Дронго тогда удивился ее словам. С тех пор прошло больше тридцати лет, а он явственно помнит лицо той молодой девушки. Вернувшись из поездки, они больше никогда не встречались. Как ее звали? Кажется, Лала. Да, именно так. Ее мать была его профессором, очень красивая женщина, и дочь обещала быть не менее привлекательной. Как странно, что спустя столько лет София почти повторила ее слова. Тридцать лет… Целая жизнь. Как быстро она пролетела!
– О чем вы задумались? – вернула его к действительности София.
– Много лет назад мне уже говорили о том, что я потенциально сильнее других, но иногда мне бывает легче притвориться слабым. – Он поднял свой бокал и пригубил вино.
– Интересно, – сказала София, – я слышала тогда, что вы не только хороший сыщик, но и психолог, который умеет составлять довольно точные психологические характеристики людей, с которыми общается. Это правда?
– Иначе я бы не был хорошим сыщиком, – ответил Дронго.
– В таком случае, покажите свое мастерство. Вы можете описать мой психологический образ?
– Вы этого хотите?
– Да.
– Не пожалейте потом об этом.
– Почему?
– Правда обычно бывает не очень комфортной.

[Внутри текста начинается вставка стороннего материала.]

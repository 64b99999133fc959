/// Strongly typed identifiers (Discord snowflakes).
pub type GuildId = u64;
pub type UserId = u64;
pub type ChannelId = u64;

/// Opaque voice session identifier handed out by the main gateway.
pub type SessionId = String;

/// 32-bit RTP synchronization source id assigned by the voice server.
pub type Ssrc = u32;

– Интересно. Теперь я тем более настаиваю. Итак, слушаю вас. Будет интересно убедиться в том, что вы действительно такой «знаток человеческих душ».

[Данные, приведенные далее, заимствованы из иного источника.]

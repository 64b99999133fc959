use std::sync::atomic::Ordering;
use std::sync::Arc;
use std::time::Duration;

use tokio::sync::{broadcast, watch};

use crate::common::types::{ChannelId, GuildId, Ssrc};
use crate::error::VoiceGatewayError;
use crate::gateway::tasks::VoiceChannelRetrieveTask;
use crate::gateway::{DisconnectBehavior, GatewayShared};
use crate::payload::VoicePayload;

/// Externally observable lifecycle of a voice session.
///
/// Within one attempt the states are monotonic: `Connecting` to `Connected`
/// to either `Disconnected` or `Resuming`. `Resuming` only ever follows a
/// session that was connected at least once; `Disconnected` is terminal.
#[derive(Debug, Clone, Copy, PartialEq, Eq)]
pub enum State {
    Connecting,
    Resuming,
    Connected,
    Disconnected,
}

/// Caller façade over a live voice session.
///
/// Handed out by [`crate::gateway::VoiceGatewayClient::start`] once the
/// first connect completes.
pub struct VoiceConnection {
    pub(crate) shared: Arc<GatewayShared>,
    pub(crate) channel_retrieve_task: Arc<dyn VoiceChannelRetrieveTask>,
}

impl VoiceConnection {
    pub fn guild_id(&self) -> GuildId {
        self.shared.guild_id
    }

    /// Live stream of decoded gateway payloads. Latest-wins: a subscriber
    /// that lags far enough behind skips the oldest events.
    pub fn events(&self) -> broadcast::Receiver<VoicePayload> {
        self.shared.events_tx.subscribe()
    }

    /// Replay-last stream of [`State`] transitions.
    pub fn state_events(&self) -> watch::Receiver<State> {
        self.shared.state_tx.subscribe()
    }

    pub fn state(&self) -> State {
        *self.shared.state_tx.borrow()
    }

    /// Synchronization source assigned by the server in Ready, once known.
    pub fn ssrc(&self) -> Option<Ssrc> {
        match self.shared.ssrc.load(Ordering::Relaxed) {
            0 => None,
            ssrc => Some(ssrc),
        }
    }

    /// Round trip of the most recent acknowledged heartbeat, if any.
    pub fn latency(&self) -> Option<Duration> {
        match self.shared.latency_ms.load(Ordering::Relaxed) {
            u64::MAX => None,
            ms => Some(Duration::from_millis(ms)),
        }
    }

    /// Stops the session if it is currently connected, waiting for teardown
    /// to finish; a no-op on a session that is already on its way down.
    pub async fn disconnect(&self) -> Result<(), VoiceGatewayError> {
        if self.on_connect_or_disconnect().await != State::Connected {
            return Ok(());
        }
        self.shared.request_close(DisconnectBehavior::stop());
        let mut states = self.shared.state_tx.subscribe();
        let _ = states.wait_for(|s| *s == State::Disconnected).await;
        Ok(())
    }

    /// Abruptly tears the transport down and waits until the session is
    /// connected again. Fails on a session that already disconnected.
    pub async fn reconnect(&self) -> Result<(), VoiceGatewayError> {
        if self.on_connect_or_disconnect().await != State::Connected {
            return Err(VoiceGatewayError::NotActive);
        }
        let mut states = self.shared.state_tx.subscribe();
        self.shared
            .request_close(DisconnectBehavior::retry_abruptly(VoiceGatewayError::Reconnect));

        // Watch the session leave CONNECTED, then come back.
        if states.wait_for(|s| *s != State::Connected).await.is_err() {
            return Err(VoiceGatewayError::NotActive);
        }
        let result = match states
            .wait_for(|s| matches!(s, State::Connected | State::Disconnected))
            .await
        {
            Ok(state) if *state == State::Connected => Ok(()),
            _ => Err(VoiceGatewayError::NotActive),
        };
        result
    }

    /// The channel this session currently sits in, resolved through the
    /// host. `None` unless the session is connected.
    pub async fn channel_id(&self) -> Option<ChannelId> {
        if self.on_connect_or_disconnect().await != State::Connected {
            return None;
        }
        self.channel_retrieve_task.on_request().await
    }

    /// Waits until the session has settled into either CONNECTED or
    /// DISCONNECTED; the in-between states are transient.
    async fn on_connect_or_disconnect(&self) -> State {
        let mut states = self.shared.state_tx.subscribe();
        let result = match states
            .wait_for(|s| matches!(s, State::Connected | State::Disconnected))
            .await
        {
            Ok(state) => *state,
            Err(_) => State::Disconnected,
        };
        result
    }
}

– Хорошо. Вы – достаточно независимый и самостоятельный человек. Я видел, как именно вы сидели за столом и читали книгу, ни на кого не обращая внимания. При этом вас мало интересует мнение остальных. В обычной жизни вы не носите очки, а когда читаете, надеваете их, даже не думая, что можете выглядеть старше своих лет. Вы не считаете нужным производить впечатление на окружающих, полагая, что самое важное, какое впечатление они производят на вас. Подруг у вас немного, но если они есть, то с ними вы дружите много лет. С отцом у вас наиболее доверительные отношения и вместе с тем некая отстраненность, ведь он не стал рассказывать вам подробности судебного процесса над вашей старшей сестрой, а вы не захотели его расспрашивать. Свою десятилетнюю дочь вы оставили мужу, с которым развелись больше шести лет назад. Значит, тогда она была совсем маленькой… Не каждая мать решится на подобное. Отсюда вывод: вы ведете жизнь не очень рациональную, неупорядоченную, дни и ночи у вас бывают разорванными, вы не тот человек, который завтракает, обедает и ужинает по часам. Полагаю, что готовить вы тоже не научились.